▶ _Exercise prompt_: A verbatim transcript of the lines below, starting at the first and ending with the one that holds "Reading is the", is what should be produced.
+---+
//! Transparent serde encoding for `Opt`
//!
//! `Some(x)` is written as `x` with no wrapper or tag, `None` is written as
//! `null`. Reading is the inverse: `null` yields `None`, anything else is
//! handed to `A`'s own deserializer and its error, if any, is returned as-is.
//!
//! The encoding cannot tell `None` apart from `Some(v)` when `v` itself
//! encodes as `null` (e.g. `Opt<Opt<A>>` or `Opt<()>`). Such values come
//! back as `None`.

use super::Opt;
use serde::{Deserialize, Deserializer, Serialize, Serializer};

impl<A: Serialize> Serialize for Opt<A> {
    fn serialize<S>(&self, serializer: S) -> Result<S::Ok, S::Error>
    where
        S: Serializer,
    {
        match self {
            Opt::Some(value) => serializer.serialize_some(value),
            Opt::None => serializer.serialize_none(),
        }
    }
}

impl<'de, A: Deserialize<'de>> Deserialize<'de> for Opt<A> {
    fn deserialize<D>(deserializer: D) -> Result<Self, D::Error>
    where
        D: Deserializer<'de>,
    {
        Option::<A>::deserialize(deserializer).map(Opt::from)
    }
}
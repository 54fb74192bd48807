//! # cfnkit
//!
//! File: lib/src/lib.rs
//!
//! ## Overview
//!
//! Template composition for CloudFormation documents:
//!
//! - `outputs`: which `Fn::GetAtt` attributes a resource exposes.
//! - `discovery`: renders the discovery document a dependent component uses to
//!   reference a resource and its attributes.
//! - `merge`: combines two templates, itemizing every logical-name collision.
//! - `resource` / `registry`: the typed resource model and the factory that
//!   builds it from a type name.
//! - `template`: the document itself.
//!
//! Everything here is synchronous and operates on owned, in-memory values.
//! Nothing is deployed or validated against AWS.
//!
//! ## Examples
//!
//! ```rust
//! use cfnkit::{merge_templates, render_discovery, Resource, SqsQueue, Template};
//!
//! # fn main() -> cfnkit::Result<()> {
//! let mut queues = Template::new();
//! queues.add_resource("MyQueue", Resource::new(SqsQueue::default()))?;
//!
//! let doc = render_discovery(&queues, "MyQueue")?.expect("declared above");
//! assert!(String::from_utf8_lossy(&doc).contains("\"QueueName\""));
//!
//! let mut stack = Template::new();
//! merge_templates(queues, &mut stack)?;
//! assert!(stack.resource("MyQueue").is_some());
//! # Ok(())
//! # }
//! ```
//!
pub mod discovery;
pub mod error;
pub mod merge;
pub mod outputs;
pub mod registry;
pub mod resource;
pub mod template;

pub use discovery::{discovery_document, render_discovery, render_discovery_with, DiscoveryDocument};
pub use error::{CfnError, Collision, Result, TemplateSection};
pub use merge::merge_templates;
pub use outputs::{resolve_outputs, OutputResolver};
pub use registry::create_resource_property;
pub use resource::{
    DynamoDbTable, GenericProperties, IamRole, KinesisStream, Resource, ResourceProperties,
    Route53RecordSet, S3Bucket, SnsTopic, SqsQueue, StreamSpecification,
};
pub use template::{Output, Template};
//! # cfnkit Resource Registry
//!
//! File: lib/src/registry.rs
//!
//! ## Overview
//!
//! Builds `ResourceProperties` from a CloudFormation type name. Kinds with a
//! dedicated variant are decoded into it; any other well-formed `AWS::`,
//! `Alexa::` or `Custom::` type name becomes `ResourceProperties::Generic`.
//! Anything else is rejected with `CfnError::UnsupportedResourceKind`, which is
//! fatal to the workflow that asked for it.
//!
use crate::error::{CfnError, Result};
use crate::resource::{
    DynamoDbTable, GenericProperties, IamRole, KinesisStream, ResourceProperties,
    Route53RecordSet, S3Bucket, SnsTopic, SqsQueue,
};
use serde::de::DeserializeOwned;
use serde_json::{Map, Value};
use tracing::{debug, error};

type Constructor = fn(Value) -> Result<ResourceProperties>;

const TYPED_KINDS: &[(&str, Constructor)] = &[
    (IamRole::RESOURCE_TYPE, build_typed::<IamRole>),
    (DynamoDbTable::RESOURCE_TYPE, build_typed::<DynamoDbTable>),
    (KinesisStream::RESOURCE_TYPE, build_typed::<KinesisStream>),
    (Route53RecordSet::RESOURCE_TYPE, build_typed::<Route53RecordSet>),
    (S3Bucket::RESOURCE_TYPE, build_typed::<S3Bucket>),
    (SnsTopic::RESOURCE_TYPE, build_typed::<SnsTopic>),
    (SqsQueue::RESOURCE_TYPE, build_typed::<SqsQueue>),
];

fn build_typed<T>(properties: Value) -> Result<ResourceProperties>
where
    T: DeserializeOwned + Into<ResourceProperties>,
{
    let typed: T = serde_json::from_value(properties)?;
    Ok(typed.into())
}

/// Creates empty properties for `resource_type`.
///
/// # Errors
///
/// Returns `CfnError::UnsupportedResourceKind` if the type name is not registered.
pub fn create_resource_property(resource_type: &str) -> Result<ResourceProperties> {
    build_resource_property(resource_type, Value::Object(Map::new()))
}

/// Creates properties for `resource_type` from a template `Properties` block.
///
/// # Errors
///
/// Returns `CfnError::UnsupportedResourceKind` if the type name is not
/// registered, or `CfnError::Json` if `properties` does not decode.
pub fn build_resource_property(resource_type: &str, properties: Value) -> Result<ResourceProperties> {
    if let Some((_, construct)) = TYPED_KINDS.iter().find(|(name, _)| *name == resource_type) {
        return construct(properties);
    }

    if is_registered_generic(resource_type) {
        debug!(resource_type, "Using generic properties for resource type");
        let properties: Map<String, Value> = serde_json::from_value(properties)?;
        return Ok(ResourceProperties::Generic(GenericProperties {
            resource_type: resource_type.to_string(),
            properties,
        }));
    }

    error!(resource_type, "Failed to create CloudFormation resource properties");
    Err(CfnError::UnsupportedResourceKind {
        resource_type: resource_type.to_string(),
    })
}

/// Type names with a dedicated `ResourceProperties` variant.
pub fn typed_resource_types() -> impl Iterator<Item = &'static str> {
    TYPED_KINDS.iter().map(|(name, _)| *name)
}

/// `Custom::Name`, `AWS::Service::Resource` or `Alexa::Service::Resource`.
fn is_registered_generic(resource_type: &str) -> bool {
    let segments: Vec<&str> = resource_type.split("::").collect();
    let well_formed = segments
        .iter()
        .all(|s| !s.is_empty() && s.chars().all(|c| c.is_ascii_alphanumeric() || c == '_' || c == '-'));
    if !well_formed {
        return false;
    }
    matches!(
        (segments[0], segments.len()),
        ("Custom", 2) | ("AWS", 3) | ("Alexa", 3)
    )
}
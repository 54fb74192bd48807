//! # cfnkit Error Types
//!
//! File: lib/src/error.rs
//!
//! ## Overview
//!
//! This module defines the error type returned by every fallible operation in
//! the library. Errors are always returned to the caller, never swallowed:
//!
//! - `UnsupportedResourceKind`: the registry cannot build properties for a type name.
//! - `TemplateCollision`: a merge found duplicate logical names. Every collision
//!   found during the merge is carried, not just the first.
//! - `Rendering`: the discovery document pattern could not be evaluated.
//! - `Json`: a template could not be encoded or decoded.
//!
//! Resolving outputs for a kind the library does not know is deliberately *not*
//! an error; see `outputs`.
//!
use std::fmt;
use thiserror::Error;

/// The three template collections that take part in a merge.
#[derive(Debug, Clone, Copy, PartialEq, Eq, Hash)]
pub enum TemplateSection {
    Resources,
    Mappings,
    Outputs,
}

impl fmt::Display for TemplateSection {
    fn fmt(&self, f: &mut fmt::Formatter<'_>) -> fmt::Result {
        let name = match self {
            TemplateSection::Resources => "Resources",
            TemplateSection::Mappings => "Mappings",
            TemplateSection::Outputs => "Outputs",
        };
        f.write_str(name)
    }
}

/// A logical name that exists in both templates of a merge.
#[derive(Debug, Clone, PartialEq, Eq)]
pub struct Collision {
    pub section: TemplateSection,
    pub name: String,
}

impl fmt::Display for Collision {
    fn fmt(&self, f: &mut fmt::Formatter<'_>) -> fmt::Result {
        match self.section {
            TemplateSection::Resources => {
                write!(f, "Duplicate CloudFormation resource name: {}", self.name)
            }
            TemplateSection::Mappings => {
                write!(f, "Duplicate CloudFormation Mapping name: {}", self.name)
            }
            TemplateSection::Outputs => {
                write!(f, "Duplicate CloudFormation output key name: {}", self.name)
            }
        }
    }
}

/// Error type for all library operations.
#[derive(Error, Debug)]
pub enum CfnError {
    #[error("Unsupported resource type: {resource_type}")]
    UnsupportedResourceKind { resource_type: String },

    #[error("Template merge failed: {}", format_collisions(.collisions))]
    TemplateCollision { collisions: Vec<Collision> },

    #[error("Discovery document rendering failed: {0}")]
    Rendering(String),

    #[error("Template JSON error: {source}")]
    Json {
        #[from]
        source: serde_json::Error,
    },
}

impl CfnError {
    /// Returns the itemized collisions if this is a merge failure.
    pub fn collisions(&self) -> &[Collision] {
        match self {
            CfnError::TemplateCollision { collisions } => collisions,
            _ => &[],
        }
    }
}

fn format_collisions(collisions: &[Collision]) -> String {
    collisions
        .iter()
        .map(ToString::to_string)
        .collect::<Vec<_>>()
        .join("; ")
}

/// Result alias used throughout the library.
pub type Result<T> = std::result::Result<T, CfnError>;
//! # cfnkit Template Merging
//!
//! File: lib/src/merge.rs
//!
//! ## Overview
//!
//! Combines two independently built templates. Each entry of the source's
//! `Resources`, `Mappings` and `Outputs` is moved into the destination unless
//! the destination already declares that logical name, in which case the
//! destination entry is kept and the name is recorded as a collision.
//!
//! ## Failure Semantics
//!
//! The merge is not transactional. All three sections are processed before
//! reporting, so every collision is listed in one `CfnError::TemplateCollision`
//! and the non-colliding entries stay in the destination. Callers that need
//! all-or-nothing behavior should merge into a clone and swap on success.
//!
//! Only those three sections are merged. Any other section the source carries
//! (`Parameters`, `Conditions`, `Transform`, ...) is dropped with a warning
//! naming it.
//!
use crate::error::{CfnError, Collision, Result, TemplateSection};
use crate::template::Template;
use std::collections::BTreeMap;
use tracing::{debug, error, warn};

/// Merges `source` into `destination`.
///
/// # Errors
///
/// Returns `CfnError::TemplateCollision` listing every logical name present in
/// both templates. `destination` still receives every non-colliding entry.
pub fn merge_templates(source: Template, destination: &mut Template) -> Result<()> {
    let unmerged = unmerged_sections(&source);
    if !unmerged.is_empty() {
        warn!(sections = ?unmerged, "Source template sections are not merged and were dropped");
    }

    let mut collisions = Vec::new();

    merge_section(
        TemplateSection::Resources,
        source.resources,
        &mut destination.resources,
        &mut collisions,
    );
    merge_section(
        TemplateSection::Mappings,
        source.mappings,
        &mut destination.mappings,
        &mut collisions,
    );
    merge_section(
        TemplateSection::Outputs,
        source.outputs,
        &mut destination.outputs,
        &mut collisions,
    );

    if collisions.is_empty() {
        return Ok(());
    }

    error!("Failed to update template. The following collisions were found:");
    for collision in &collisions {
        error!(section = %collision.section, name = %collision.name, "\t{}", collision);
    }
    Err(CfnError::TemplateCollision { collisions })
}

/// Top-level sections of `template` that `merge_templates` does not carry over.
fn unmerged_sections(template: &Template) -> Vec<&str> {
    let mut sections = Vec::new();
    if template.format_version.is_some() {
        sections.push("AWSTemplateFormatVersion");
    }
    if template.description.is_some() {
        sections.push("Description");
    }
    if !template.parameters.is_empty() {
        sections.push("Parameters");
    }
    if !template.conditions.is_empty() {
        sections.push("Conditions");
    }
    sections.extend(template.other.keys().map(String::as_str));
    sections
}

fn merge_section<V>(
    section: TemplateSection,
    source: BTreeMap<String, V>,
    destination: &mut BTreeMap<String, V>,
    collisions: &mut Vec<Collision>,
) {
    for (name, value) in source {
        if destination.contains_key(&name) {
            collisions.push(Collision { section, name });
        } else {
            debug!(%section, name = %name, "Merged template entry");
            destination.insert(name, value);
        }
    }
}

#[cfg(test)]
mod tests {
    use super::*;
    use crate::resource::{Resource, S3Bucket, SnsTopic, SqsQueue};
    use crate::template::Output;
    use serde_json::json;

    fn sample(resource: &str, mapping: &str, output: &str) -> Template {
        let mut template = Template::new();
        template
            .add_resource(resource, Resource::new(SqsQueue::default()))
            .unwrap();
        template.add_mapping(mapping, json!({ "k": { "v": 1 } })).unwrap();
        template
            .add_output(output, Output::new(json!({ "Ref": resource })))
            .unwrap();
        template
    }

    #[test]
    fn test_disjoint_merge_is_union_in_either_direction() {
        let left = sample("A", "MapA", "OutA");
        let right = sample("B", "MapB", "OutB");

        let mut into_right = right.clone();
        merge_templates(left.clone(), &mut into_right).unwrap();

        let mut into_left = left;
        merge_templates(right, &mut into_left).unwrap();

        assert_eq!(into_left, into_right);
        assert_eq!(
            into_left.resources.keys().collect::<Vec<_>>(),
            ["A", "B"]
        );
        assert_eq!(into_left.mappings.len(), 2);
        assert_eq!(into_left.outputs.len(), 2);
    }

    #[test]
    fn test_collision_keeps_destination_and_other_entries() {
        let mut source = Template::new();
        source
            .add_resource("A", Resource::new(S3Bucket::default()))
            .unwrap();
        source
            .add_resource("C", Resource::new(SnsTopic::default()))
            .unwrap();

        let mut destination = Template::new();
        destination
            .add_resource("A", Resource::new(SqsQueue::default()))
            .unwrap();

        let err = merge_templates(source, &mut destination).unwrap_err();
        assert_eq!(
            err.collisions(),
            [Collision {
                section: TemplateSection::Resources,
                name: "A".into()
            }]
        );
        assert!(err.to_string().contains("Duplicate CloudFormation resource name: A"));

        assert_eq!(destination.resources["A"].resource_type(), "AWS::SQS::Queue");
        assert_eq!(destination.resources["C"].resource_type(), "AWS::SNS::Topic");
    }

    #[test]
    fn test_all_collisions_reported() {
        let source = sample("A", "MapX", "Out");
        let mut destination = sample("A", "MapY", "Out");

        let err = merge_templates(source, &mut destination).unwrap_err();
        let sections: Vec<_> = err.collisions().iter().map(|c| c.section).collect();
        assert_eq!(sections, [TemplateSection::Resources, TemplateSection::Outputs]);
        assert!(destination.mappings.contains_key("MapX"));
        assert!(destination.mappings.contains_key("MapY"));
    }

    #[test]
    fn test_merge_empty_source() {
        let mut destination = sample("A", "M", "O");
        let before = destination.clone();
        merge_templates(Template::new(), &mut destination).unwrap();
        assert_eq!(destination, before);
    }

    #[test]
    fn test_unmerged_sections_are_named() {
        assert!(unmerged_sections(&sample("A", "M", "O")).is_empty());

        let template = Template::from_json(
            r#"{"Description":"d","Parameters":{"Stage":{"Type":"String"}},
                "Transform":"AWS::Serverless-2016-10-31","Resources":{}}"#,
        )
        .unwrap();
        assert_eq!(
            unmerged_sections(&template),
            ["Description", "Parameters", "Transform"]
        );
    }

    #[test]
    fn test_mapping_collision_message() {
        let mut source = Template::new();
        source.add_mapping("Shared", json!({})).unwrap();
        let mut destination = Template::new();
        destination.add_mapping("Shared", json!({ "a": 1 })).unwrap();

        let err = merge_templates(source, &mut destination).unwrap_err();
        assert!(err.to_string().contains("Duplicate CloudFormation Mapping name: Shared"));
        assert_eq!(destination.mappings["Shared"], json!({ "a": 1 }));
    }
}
+---+
▶ _Finished task_:
//! Transparent serde encoding for `Opt`
//!
//! `Some(x)` is written as `x` with no wrapper or tag, `None` is written as
//! `null`. Reading is the inverse: `null` yields `None`, anything else is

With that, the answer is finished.